An artist reception is set for 4:30 to 6:30 p.m. Thursday, Oct. 20, on the first and second floors of Moench Hall. All artists will be in attendance. Refreshments provided.
“It’s great to have such a diverse show in terms of artistic medium and method,” said Christy Brinkman-Robertson, art curator at Rose-Hulman. “Each artist has been inspired in some way to work in their craft, and they delight in sharing a bit about where that comes from.”
Edith Acton, fused glass artist, said “Inspiration for the pieces that are created comes from trips all over the world. A new interesting color combination, an architectural structure, a view of a special countryside, or something a person might be doing will spark an idea that will become a particular wall hanging.”
Acton’s work is featured on the second floor of Moench Hall.
Edward Gillum, whose work resembles that of his mentor, the late Ansel Adams, turned from color photography to black and white because the medium gave him more control over the negative and print, Brinkman-Robertson said.
“It was really Ansel Adams’ work that turned me to black and white photography,” Gillum said. “When I first met Ansel on the beach in Carmel, California in the early 1970’s, and later saw some of his original prints at his home, a whole new interest in photography was created that excited me very much. I was so inspired by his approach to the medium that there was no doubt that, with control and visualization, black and white could be superior to any other form.”
A retrospective of Edward Gillum’s photography filled the walls at Rose-Hulman in 2008 , Brinkman-Robertson said.

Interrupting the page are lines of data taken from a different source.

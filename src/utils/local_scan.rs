//! Version detection from a project checkout
//!
//! Walks a directory tree, reads the framework version pinned by the package
//! manifest and the lockfiles next to it, and classifies every version found.
//! Nothing is sent over the network.

use crate::scanner::ScanVerdict;
use crate::target::Target;
use anyhow::{Context, Result};
use once_cell::sync::Lazy;
use regex::Regex;
use std::fs;
use std::path::{Path, PathBuf};

static PACKAGE_JSON_RE: Lazy<Regex> =
    Lazy::new(|| Regex::new(r#""next"\s*:\s*"([^"]+)""#).expect("package.json regex is valid"));

static PACKAGE_LOCK_RE: Lazy<Regex> = Lazy::new(|| {
    Regex::new(r#""(?:node_modules/)?next"\s*:\s*\{[^}]*?"version"\s*:\s*"([^"]+)""#)
        .expect("package-lock regex is valid")
});

static YARN_LOCK_RE: Lazy<Regex> = Lazy::new(|| {
    Regex::new(r#"(?m)^"?next@[^\n]*:[ \t]*\n[ \t]+version:?[ \t]+"?([^"\s]+)"#)
        .expect("yarn.lock regex is valid")
});

static PNPM_LOCK_RE: Lazy<Regex> = Lazy::new(|| {
    Regex::new(r#"(?m)(?:^|[\s/'"])next@([0-9]+\.[0-9]+\.[0-9]+(?:-canary\.\d+)?)"#)
        .expect("pnpm-lock regex is valid")
});

const SKIPPED_DIR: &str = "node_modules";

/// Files that pin a framework version
#[derive(Debug, Clone, Copy, PartialEq, Eq)]
pub enum Lockfile {
    PackageJson,
    PackageLock,
    YarnLock,
    PnpmLock,
}

impl Lockfile {
    pub const ALL: [Lockfile; 4] = [
        Lockfile::PackageJson,
        Lockfile::PackageLock,
        Lockfile::YarnLock,
        Lockfile::PnpmLock,
    ];

    pub fn file_name(&self) -> &'static str {
        match self {
            Lockfile::PackageJson => "package.json",
            Lockfile::PackageLock => "package-lock.json",
            Lockfile::YarnLock => "yarn.lock",
            Lockfile::PnpmLock => "pnpm-lock.yaml",
        }
    }

    fn from_file_name(name: &str) -> Option<Self> {
        Self::ALL.into_iter().find(|l| l.file_name() == name)
    }

    /// Framework version pinned in `content`, with range operators stripped
    pub fn extract_version(&self, content: &str) -> Option<String> {
        let re = match self {
            Lockfile::PackageJson => &PACKAGE_JSON_RE,
            Lockfile::PackageLock => &PACKAGE_LOCK_RE,
            Lockfile::YarnLock => &YARN_LOCK_RE,
            Lockfile::PnpmLock => &PNPM_LOCK_RE,
        };
        let raw = re.captures(content)?.get(1)?.as_str();
        let version = raw.trim_start_matches(|c| c == '^' || c == '~').trim();
        (!version.is_empty()).then(|| version.to_string())
    }
}

/// Scan a project directory, or a single manifest file, for pinned versions.
///
/// Returns one classified verdict per file that names a version. Unreadable
/// subdirectories are skipped; an unreadable root is an error.
pub fn scan_project<P: AsRef<Path>>(root: P) -> Result<Vec<ScanVerdict>> {
    let root = root.as_ref();
    let meta = fs::metadata(root)
        .with_context(|| format!("Failed to read project path: {:?}", root))?;

    let files = if meta.is_file() {
        vec![root.to_path_buf()]
    } else {
        let mut files = Vec::new();
        walk(root, &mut files)
            .with_context(|| format!("Failed to list project directory: {:?}", root))?;
        files
    };

    let mut verdicts = Vec::new();
    for path in files {
        match scan_file(&path) {
            Ok(Some(verdict)) => verdicts.push(verdict),
            Ok(None) => {}
            Err(e) => log::warn!("Skipping {}: {:#}", path.display(), e),
        }
    }
    log::debug!("{} version pins found under {}", verdicts.len(), root.display());
    Ok(verdicts)
}

fn walk(dir: &Path, files: &mut Vec<PathBuf>) -> std::io::Result<()> {
    let mut entries = fs::read_dir(dir)?
        .filter_map(|entry| entry.ok())
        .collect::<Vec<_>>();
    entries.sort_by_key(|entry| entry.file_name());

    for entry in entries {
        let path = entry.path();
        let Ok(file_type) = entry.file_type() else {
            continue;
        };
        if file_type.is_dir() {
            if entry.file_name() == SKIPPED_DIR {
                continue;
            }
            if let Err(e) = walk(&path, files) {
                log::debug!("Cannot read {}: {}", path.display(), e);
            }
        } else if file_type.is_file() && lockfile_for(&path).is_some() {
            files.push(path);
        }
    }
    Ok(())
}

fn lockfile_for(path: &Path) -> Option<Lockfile> {
    path.file_name()
        .and_then(|name| name.to_str())
        .and_then(Lockfile::from_file_name)
}

fn scan_file(path: &Path) -> Result<Option<ScanVerdict>> {
    let Some(lockfile) = lockfile_for(path) else {
        return Ok(None);
    };
    let content = fs::read_to_string(path)?;
    let Some(version) = lockfile.extract_version(&content) else {
        return Ok(None);
    };

    let target = Target::from_path(path)?;
    let evidence = format!("next {} pinned in {}", version, lockfile.file_name());
    Ok(Some(ScanVerdict::classified(&target, &version, evidence)))
}
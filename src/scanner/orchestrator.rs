//! Per-target probe orchestration
//!
//! Runs one target's probes strictly in sequence, stopping at the first
//! conclusive proof. Transport failures and timeouts never abort a target:
//! they count as inconclusive and the escalation moves on. Only cancellation
//! and hard failures (see [`ScanError::is_hard_failure`]) end a scan early.

use crate::error::{ScanError, ScanResult};
use crate::probe::{EvasionVariant, ProbeOptions, ProbeOutcome, ProbeStrategy, Prober};
use crate::target::Target;
use crate::version::{classify, Classification};
use chrono::{DateTime, Utc};
use serde::{Deserialize, Serialize};
use std::fmt;
use std::sync::Arc;
use tokio_util::sync::CancellationToken;

/// Which strategies a job runs
#[derive(Debug, Clone, Copy, PartialEq, Eq, Serialize, Deserialize)]
#[serde(rename_all = "snake_case")]
pub enum ScanPolicy {
    /// Exactly one strategy, no escalation
    Single(ProbeStrategy),
    /// Escalate through every strategy until a conclusive signal
    Comprehensive,
}

impl ScanPolicy {
    /// Upper bound on probes one job can issue
    pub fn max_probes(&self) -> u32 {
        match self {
            ScanPolicy::Single(_) => 1,
            ScanPolicy::Comprehensive => ProbeStrategy::ESCALATION.len() as u32,
        }
    }
}

impl fmt::Display for ScanPolicy {
    fn fmt(&self, f: &mut fmt::Formatter<'_>) -> fmt::Result {
        match self {
            ScanPolicy::Single(strategy) => write!(f, "{}", strategy),
            ScanPolicy::Comprehensive => f.write_str("comprehensive"),
        }
    }
}

/// Final per-target classification
#[derive(Debug, Clone, PartialEq, Serialize, Deserialize)]
pub struct ScanVerdict {
    pub target: Target,
    #[serde(skip_serializing_if = "Option::is_none")]
    pub vulnerable: Option<bool>,
    #[serde(skip_serializing_if = "Option::is_none")]
    pub version: Option<String>,
    /// Classifier justification when the verdict came from a version
    #[serde(skip_serializing_if = "Option::is_none")]
    pub reason: Option<String>,
    pub strategy_used: ProbeStrategy,
    pub filter_suspected: bool,
    #[serde(skip_serializing_if = "Option::is_none")]
    pub evasion_applied: Option<EvasionVariant>,
    #[serde(skip_serializing_if = "Option::is_none")]
    pub status_code: Option<u16>,
    #[serde(default, skip_serializing_if = "String::is_empty")]
    pub evidence: String,
    #[serde(skip_serializing_if = "Option::is_none")]
    pub error: Option<String>,
    pub timestamp: DateTime<Utc>,
}

impl ScanVerdict {
    fn from_outcome(target: &Target, strategy: ProbeStrategy, outcome: ProbeOutcome) -> Self {
        Self {
            target: target.clone(),
            vulnerable: if outcome.conclusive { outcome.vulnerable } else { None },
            version: outcome.detected_version,
            reason: None,
            strategy_used: strategy,
            filter_suspected: outcome.filter_suspected,
            evasion_applied: strategy.evasion(),
            status_code: outcome.status_code,
            evidence: outcome.evidence,
            error: None,
            timestamp: Utc::now(),
        }
    }

    /// Verdict for a job that produced no usable outcome
    pub fn failed(target: &Target, strategy: ProbeStrategy, error: &ScanError) -> Self {
        Self {
            target: target.clone(),
            vulnerable: None,
            version: None,
            reason: None,
            strategy_used: strategy,
            filter_suspected: false,
            evasion_applied: None,
            status_code: None,
            evidence: String::new(),
            error: Some(error.to_string()),
            timestamp: Utc::now(),
        }
    }

    /// Verdict for a version found without probing, e.g. in a lockfile
    pub fn classified(target: &Target, version: &str, evidence: impl Into<String>) -> Self {
        let outcome = ProbeOutcome::inconclusive()
            .with_version(version)
            .with_evidence(evidence)
            .sanitized();
        Self::from_outcome(target, ProbeStrategy::PassiveVersion, outcome)
            .with_classification(&classify(version))
    }

    fn with_classification(mut self, classification: &Classification) -> Self {
        self.vulnerable = classification.verdict();
        self.reason = Some(classification.reason.clone());
        self
    }

    pub fn is_vulnerable(&self) -> bool {
        self.vulnerable == Some(true)
    }

    /// Neither confirmed vulnerable nor confirmed safe
    pub fn is_undetermined(&self) -> bool {
        self.vulnerable.is_none() && self.error.is_none()
    }
}

/// One probe run: the outcome, plus the error that made it inconclusive
struct Attempt {
    strategy: ProbeStrategy,
    outcome: ProbeOutcome,
    error: Option<ScanError>,
}

impl Attempt {
    fn into_verdict(self, target: &Target) -> ScanVerdict {
        let mut verdict = ScanVerdict::from_outcome(target, self.strategy, self.outcome);
        verdict.error = self.error.map(|e| e.to_string());
        verdict
    }
}

/// Drives the probe decision tree for one target at a time
#[derive(Clone)]
pub struct ScanOrchestrator {
    prober: Arc<dyn Prober>,
}

impl ScanOrchestrator {
    pub fn new(prober: Arc<dyn Prober>) -> Self {
        Self { prober }
    }

    pub fn prober_name(&self) -> &str {
        self.prober.name()
    }

    /// Reject a policy the prober cannot carry out. Comprehensive scans are
    /// always accepted since unsupported steps only come back inconclusive.
    pub fn check_policy(&self, policy: ScanPolicy) -> ScanResult<()> {
        match policy {
            ScanPolicy::Single(strategy) if !self.prober.supports(strategy) => {
                Err(ScanError::ConfigError(format!(
                    "{} prober does not support the {} strategy",
                    self.prober.name(),
                    strategy
                )))
            }
            _ => Ok(()),
        }
    }

    /// Scan one target. Fails when `cancel` fires mid-scan or a probe reports
    /// a hard failure such as a misconfiguration.
    pub async fn run(
        &self,
        target: &Target,
        policy: ScanPolicy,
        options: &ProbeOptions,
        cancel: &CancellationToken,
    ) -> ScanResult<ScanVerdict> {
        match policy {
            ScanPolicy::Single(strategy) => self.run_single(target, strategy, options, cancel).await,
            ScanPolicy::Comprehensive => self.run_comprehensive(target, options, cancel).await,
        }
    }

    async fn run_single(
        &self,
        target: &Target,
        strategy: ProbeStrategy,
        options: &ProbeOptions,
        cancel: &CancellationToken,
    ) -> ScanResult<ScanVerdict> {
        let attempt = self.attempt(target, strategy, options, cancel).await?;
        let verdict = attempt.into_verdict(target);

        if strategy == ProbeStrategy::PassiveVersion {
            if let Some(version) = verdict.version.clone() {
                return Ok(verdict.with_classification(&classify(&version)));
            }
        }
        Ok(verdict)
    }

    async fn run_comprehensive(
        &self,
        target: &Target,
        options: &ProbeOptions,
        cancel: &CancellationToken,
    ) -> ScanResult<ScanVerdict> {
        let passive = self
            .attempt(target, ProbeStrategy::PassiveVersion, options, cancel)
            .await?;
        let version = passive.outcome.detected_version.clone();
        let mut filter_seen = passive.outcome.filter_suspected;

        if let Some(version) = &version {
            let provisional = classify(version);
            log::debug!("{}: version {} provisionally {}", target, version, provisional.reason);
        }

        let direct = self
            .attempt(target, ProbeStrategy::NonDestructive, options, cancel)
            .await?;
        filter_seen |= direct.outcome.filter_suspected;

        if direct.outcome.is_confirmed_vulnerable() {
            log::info!("{}: confirmed vulnerable by non-destructive probe", target);
            let mut verdict = direct.into_verdict(target);
            verdict.version = version.or(verdict.version);
            return Ok(verdict);
        }

        if direct.outcome.filter_suspected {
            log::debug!("{}: filter suspected, escalating to active probes", target);
            for strategy in ProbeStrategy::ESCALATION.iter().filter(|s| s.is_active()) {
                let attempt = self.attempt(target, *strategy, options, cancel).await?;
                filter_seen |= attempt.outcome.filter_suspected;

                if attempt.outcome.is_confirmed_vulnerable() {
                    log::info!("{}: confirmed vulnerable by {} probe", target, strategy);
                    let mut verdict = attempt.into_verdict(target);
                    verdict.version = version.or(verdict.version);
                    verdict.filter_suspected = filter_seen;
                    return Ok(verdict);
                }
            }
        }

        if let Some(version) = version {
            let classification = classify(&version);
            let mut verdict = passive.into_verdict(target).with_classification(&classification);
            verdict.version = Some(version);
            verdict.filter_suspected = filter_seen;
            // a filter can hide a true positive but never creates one
            if filter_seen && verdict.vulnerable == Some(true) {
                verdict.vulnerable = Some(false);
                verdict.reason = Some(format!(
                    "{} (suppressed: filter suspected)",
                    classification.reason
                ));
            }
            return Ok(verdict);
        }

        Ok(direct.into_verdict(target))
    }

    /// Run one probe under its own deadline. Cancellation and hard failures
    /// are errors; every other probe failure comes back as an inconclusive
    /// attempt.
    async fn attempt(
        &self,
        target: &Target,
        strategy: ProbeStrategy,
        options: &ProbeOptions,
        cancel: &CancellationToken,
    ) -> ScanResult<Attempt> {
        if cancel.is_cancelled() {
            return Err(ScanError::Cancelled);
        }
        log::debug!("{}: running {} probe", target, strategy);

        let result = tokio::select! {
            biased;
            _ = cancel.cancelled() => return Err(ScanError::Cancelled),
            res = tokio::time::timeout(options.timeout, self.prober.probe(target, strategy, options)) => {
                match res {
                    Ok(inner) => inner,
                    Err(_) => Err(ScanError::ProbeTimeout(options.timeout)),
                }
            }
        };

        Ok(match result {
            Ok(outcome) => Attempt {
                strategy,
                outcome: outcome.sanitized(),
                error: None,
            },
            // only the token cancels the scan
            Err(ScanError::Cancelled) if cancel.is_cancelled() => return Err(ScanError::Cancelled),
            Err(e) if e.is_hard_failure() => {
                log::warn!("{}: {} probe failed: {}", target, strategy, e);
                return Err(e);
            }
            Err(e) => {
                log::debug!("{}: {} probe inconclusive: {}", target, strategy, e);
                Attempt {
                    strategy,
                    outcome: ProbeOutcome::inconclusive(),
                    error: Some(e),
                }
            }
        })
    }
}

impl fmt::Debug for ScanOrchestrator {
    fn fmt(&self, f: &mut fmt::Formatter<'_>) -> fmt::Result {
        f.debug_struct("ScanOrchestrator")
            .field("prober", &self.prober.name())
            .finish()
    }
}
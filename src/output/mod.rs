//! Output formatting and management

use crate::scanner::{JobResult, ScanSummary, ScanVerdict};
use colored::*;
use serde::{Deserialize, Serialize};
use std::fs::File;
use std::io::{self, Write};
use std::path::Path;

/// Output format options
#[derive(Debug, Clone, Copy, Serialize, Deserialize, PartialEq, Eq)]
#[serde(rename_all = "lowercase")]
pub enum OutputFormat {
    Text,
    Json,
}

impl std::str::FromStr for OutputFormat {
    type Err = String;

    fn from_str(s: &str) -> Result<Self, Self::Err> {
        match s.to_lowercase().as_str() {
            "text" | "txt" => Ok(OutputFormat::Text),
            "json" => Ok(OutputFormat::Json),
            _ => Err(format!("Unknown output format: {}", s)),
        }
    }
}

/// Output configuration
#[derive(Debug, Clone)]
pub struct OutputConfig {
    pub format: OutputFormat,
    pub colored: bool,
    pub verbose: bool,
    /// Print only vulnerable targets
    pub quiet: bool,
}

impl Default for OutputConfig {
    fn default() -> Self {
        Self {
            format: OutputFormat::Text,
            colored: true,
            verbose: false,
            quiet: false,
        }
    }
}

/// Serialized report written by [`save_results`]
#[derive(Debug, Serialize, Deserialize)]
pub struct ScanReport {
    pub summary: ScanSummary,
    pub results: Vec<ScanVerdict>,
}

/// Renders verdicts to the console
pub struct OutputManager {
    config: OutputConfig,
}

impl OutputManager {
    pub fn new(config: OutputConfig) -> Self {
        if !config.colored {
            colored::control::set_override(false);
        }
        Self { config }
    }

    /// Whether a verdict should be shown at all
    pub fn should_print(&self, verdict: &ScanVerdict) -> bool {
        !self.config.quiet || verdict.is_vulnerable()
    }

    /// Render one verdict in the configured format
    pub fn format_verdict(&self, verdict: &ScanVerdict) -> io::Result<String> {
        match self.config.format {
            OutputFormat::Text => Ok(self.format_text(verdict)),
            OutputFormat::Json => serde_json::to_string(verdict)
                .map_err(|e| io::Error::new(io::ErrorKind::Other, e)),
        }
    }

    /// Print one verdict to stdout, honouring quiet mode
    pub fn print_verdict(&self, verdict: &ScanVerdict) -> io::Result<()> {
        if !self.should_print(verdict) {
            return Ok(());
        }
        let line = self.format_verdict(verdict)?;
        let mut stdout = io::stdout().lock();
        writeln!(stdout, "{}", line)
    }

    fn format_text(&self, verdict: &ScanVerdict) -> String {
        let status = match (verdict.vulnerable, &verdict.error) {
            (Some(true), _) => "[VULNERABLE]".bright_red().bold(),
            (Some(false), _) => "[NOT VULNERABLE]".bright_green(),
            (None, Some(_)) => "[ERROR]".bright_yellow(),
            (None, None) => "[UNKNOWN]".bright_yellow(),
        };

        let mut line = format!("{} {}", status, verdict.target.to_string().bright_white());
        if let Some(code) = verdict.status_code {
            line.push_str(&format!(" - Status: {}", code));
        }
        if let Some(version) = &verdict.version {
            line.push_str(&format!(" - Version: {}", version.bright_cyan()));
        }
        if verdict.filter_suspected {
            line.push_str(&format!(" {}", "[filter]".bright_magenta()));
        }
        if let Some(variant) = verdict.evasion_applied {
            line.push_str(&format!(" (bypass: {})", variant));
        }

        if self.config.verbose {
            line.push_str(&format!("\n    strategy: {}", verdict.strategy_used));
            if let Some(reason) = &verdict.reason {
                line.push_str(&format!("\n    reason: {}", reason));
            }
            if !verdict.evidence.is_empty() {
                line.push_str(&format!("\n    evidence: {}", verdict.evidence.dimmed()));
            }
        }
        if let Some(error) = &verdict.error {
            line.push_str(&format!("\n    error: {}", error));
        }

        line
    }

    /// Print the end-of-scan summary
    pub fn print_summary(&self, summary: &ScanSummary) {
        if self.config.format == OutputFormat::Json {
            return;
        }

        println!();
        println!("{}", "=".repeat(60).bright_blue());
        println!("{}", "SCAN SUMMARY".bright_white().bold());
        println!("{}", "=".repeat(60).bright_blue());
        println!("  Total targets scanned: {}", summary.total);
        if summary.vulnerable > 0 {
            println!(
                "  {}",
                format!("Vulnerable: {}", summary.vulnerable).bright_red().bold()
            );
        } else {
            println!("  Vulnerable: {}", summary.vulnerable);
        }
        println!("  Not vulnerable: {}", summary.not_vulnerable);
        println!("  Undetermined: {}", summary.undetermined);
        println!("  Errors: {}", summary.errors);
        if summary.filtered > 0 {
            println!("  Filter suspected: {}", summary.filtered);
        }
        println!(
            "  Duration: {:.2}s ({:.1} targets/s)",
            summary.duration.as_secs_f64(),
            summary.scan_rate()
        );
        println!("{}", "=".repeat(60).bright_blue());
    }
}

/// Write a JSON report. With `vulnerable_only` only positive verdicts are kept.
pub fn save_results<P: AsRef<Path>>(
    path: P,
    results: &[JobResult],
    summary: &ScanSummary,
    vulnerable_only: bool,
) -> io::Result<usize> {
    let verdicts: Vec<ScanVerdict> = results
        .iter()
        .filter(|r| !vulnerable_only || r.is_vulnerable())
        .map(|r| r.verdict.clone())
        .collect();
    let count = verdicts.len();

    let report = ScanReport {
        summary: summary.clone(),
        results: verdicts,
    };

    let file = File::create(path.as_ref())?;
    serde_json::to_writer_pretty(file, &report)
        .map_err(|e| io::Error::new(io::ErrorKind::Other, e))?;
    log::info!("Saved {} results to {}", count, path.as_ref().display());

    Ok(count)
}
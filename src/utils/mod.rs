//! Utility modules for the scanner

pub mod file_input;
pub mod local_scan;

pub use file_input::{read_targets, FileInputHandler, FileInputStats};
pub use local_scan::{scan_project, Lockfile};
use crate::{ScoreEngine, ScoredRecord};
use async_trait::async_trait;
use orgscan_cache::CacheValue;
use orgscan_client::QueryExecutor;
use orgscan_core::{OrgScanError, Parameters, Result};
use orgscan_graph::UsageMatrix;
use serde::{Deserialize, Serialize};
use std::collections::{BTreeMap, HashMap};
use std::sync::Arc;

/// One dataset request from a recipe: which dataset, under which cache
/// key, with which parameters. Identity (dedup and caching) is by
/// `cache_key`, not alias, so parameterized runs cache independently.
#[derive(Debug, Clone, PartialEq, Eq, Serialize, Deserialize)]
pub struct DatasetRunInfo {
    pub alias: String,
    pub cache_key: String,
    pub parameters: Parameters,
}

impl DatasetRunInfo {
    pub fn new(alias: impl Into<String>) -> Self {
        let alias = alias.into();
        Self {
            cache_key: alias.clone(),
            alias,
            parameters: Parameters::new(),
        }
    }

    /// A per-entity parameterized request, cached under
    /// `<alias>_<value>`.
    pub fn parameterized(
        alias: impl Into<String>,
        param: impl Into<String>,
        value: impl Into<String>,
    ) -> Self {
        let alias = alias.into();
        let value = value.into();
        let mut parameters = Parameters::new();
        parameters.insert(param.into(), value.clone());
        Self {
            cache_key: format!("{alias}_{value}"),
            alias,
            parameters,
        }
    }
}

/// The shape a dataset produces, declared up front so cached payloads
/// can be rebuilt without running the dataset.
#[derive(Debug, Clone, Copy, PartialEq, Eq)]
pub enum OutputForm {
    Records,
    Matrix,
    Scalar,
}

/// Keyed result of one dataset run.
#[derive(Debug, Clone, Serialize, Deserialize)]
pub enum DatasetOutput {
    /// Keyed collection of scored records, ordered by key.
    Records(BTreeMap<String, ScoredRecord>),
    Matrix(UsageMatrix),
    Scalar(String),
}

impl DatasetOutput {
    pub fn form(&self) -> OutputForm {
        match self {
            DatasetOutput::Records(_) => OutputForm::Records,
            DatasetOutput::Matrix(_) => OutputForm::Matrix,
            DatasetOutput::Scalar(_) => OutputForm::Scalar,
        }
    }

    pub fn len(&self) -> usize {
        match self {
            DatasetOutput::Records(map) => map.len(),
            DatasetOutput::Matrix(m) => m.rows.len(),
            DatasetOutput::Scalar(_) => 1,
        }
    }

    pub fn is_empty(&self) -> bool {
        self.len() == 0
    }

    pub fn to_cache_value(&self) -> Result<CacheValue> {
        Ok(match self {
            DatasetOutput::Scalar(s) => CacheValue::Scalar(s.clone()),
            DatasetOutput::Records(map) => {
                let mut out = serde_json::Map::new();
                for (key, record) in map {
                    out.insert(key.clone(), serde_json::to_value(record)?);
                }
                CacheValue::Mapping(out)
            }
            DatasetOutput::Matrix(matrix) => match serde_json::to_value(matrix)? {
                serde_json::Value::Object(map) => CacheValue::Mapping(map),
                other => {
                    return Err(OrgScanError::Cache(format!(
                        "matrix serialized to unexpected shape {other}"
                    )))
                }
            },
        })
    }

    pub fn from_cache_value(form: OutputForm, value: CacheValue) -> Result<Self> {
        match (form, value) {
            (OutputForm::Scalar, CacheValue::Scalar(s)) => Ok(DatasetOutput::Scalar(s)),
            (OutputForm::Records, CacheValue::Mapping(map)) => {
                let mut out = BTreeMap::new();
                for (key, value) in map {
                    out.insert(key, serde_json::from_value(value)?);
                }
                Ok(DatasetOutput::Records(out))
            }
            (OutputForm::Matrix, CacheValue::Mapping(map)) => Ok(DatasetOutput::Matrix(
                serde_json::from_value(serde_json::Value::Object(map))?,
            )),
            (_, value) => Err(OrgScanError::Cache(format!(
                "cached value shape {:?} does not match the dataset's output form",
                value.shape()
            ))),
        }
    }

    pub fn records(&self) -> Option<&BTreeMap<String, ScoredRecord>> {
        match self {
            DatasetOutput::Records(map) => Some(map),
            _ => None,
        }
    }
}

/// Everything a dataset needs to do its work. Recipes never see this;
/// they only consume resolved outputs.
#[derive(Clone)]
pub struct DatasetContext {
    pub executor: Arc<QueryExecutor>,
    pub scorer: Arc<ScoreEngine>,
}

/// One named unit of remote-data acquisition.
#[async_trait]
pub trait Dataset: Send + Sync {
    fn alias(&self) -> &str;

    fn output_form(&self) -> OutputForm {
        OutputForm::Records
    }

    async fn run(&self, ctx: &DatasetContext, params: &Parameters) -> Result<DatasetOutput>;
}

impl std::fmt::Debug for dyn Dataset {
    fn fmt(&self, f: &mut std::fmt::Formatter<'_>) -> std::fmt::Result {
        f.debug_struct("Dataset").field("alias", &self.alias()).finish()
    }
}

/// Alias → implementation lookup for datasets.
#[derive(Default)]
pub struct DatasetRegistry {
    datasets: HashMap<String, Arc<dyn Dataset>>,
}

impl DatasetRegistry {
    pub fn new() -> Self {
        Self::default()
    }

    /// Registry pre-loaded with the built-in datasets.
    pub fn builtin() -> Self {
        let mut registry = Self::new();
        registry.register(Arc::new(crate::datasets::ObjectsDataset));
        registry.register(Arc::new(crate::datasets::FieldsDataset));
        registry.register(Arc::new(crate::datasets::ProfilesDataset));
        registry.register(Arc::new(crate::datasets::UsersDataset));
        registry.register(Arc::new(crate::datasets::ObjectPermissionsDataset));
        registry
    }

    pub fn register(&mut self, dataset: Arc<dyn Dataset>) {
        self.datasets.insert(dataset.alias().to_string(), dataset);
    }

    pub fn get(&self, alias: &str) -> Result<Arc<dyn Dataset>> {
        self.datasets
            .get(alias)
            .cloned()
            .ok_or_else(|| OrgScanError::configuration(format!("unknown dataset alias {alias}")))
    }
}

#[cfg(test)]
mod tests {
    use super::*;

    #[test]
    fn cache_key_defaults_to_alias() {
        let info = DatasetRunInfo::new("objects");
        assert_eq!(info.cache_key, "objects");
        assert!(info.parameters.is_empty());
    }

    #[test]
    fn parameterized_keys_cache_independently() {
        let a = DatasetRunInfo::parameterized("fields", "object", "Account");
        let b = DatasetRunInfo::parameterized("fields", "object", "Invoice__c");
        assert_eq!(a.cache_key, "fields_Account");
        assert_eq!(b.cache_key, "fields_Invoice__c");
        assert_ne!(a, b);
        assert_eq!(a.parameters["object"], "Account");
    }

    #[test]
    fn unknown_dataset_alias_errors() {
        let registry = DatasetRegistry::new();
        assert_eq!(
            registry.get("nope").unwrap_err().code(),
            "CONFIGURATION_ERROR"
        );
    }
}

Currently, his black and white photographic works are on display on the first floor of Moench Hall.
Spencer Young recently exhibited some colorful computer assisted drawings at Rose-Hulman before his newest creation of “fractal art,” Brinkman-Robertson said. Six of those CADs are still on display in Crapo Hall on the third floor.
“You may have also noticed his name with his rock photography in Olin Hall on the first and second floors,” she added.
“Young has a range of interests, to say the least, and he has recently been using computer programs to make abstract, artistic imagery. Most often his titles lend themselves to objects or figures that he finds within the works after creation.”
Young’s fractal art is on display on the second floor of Crapo Hall.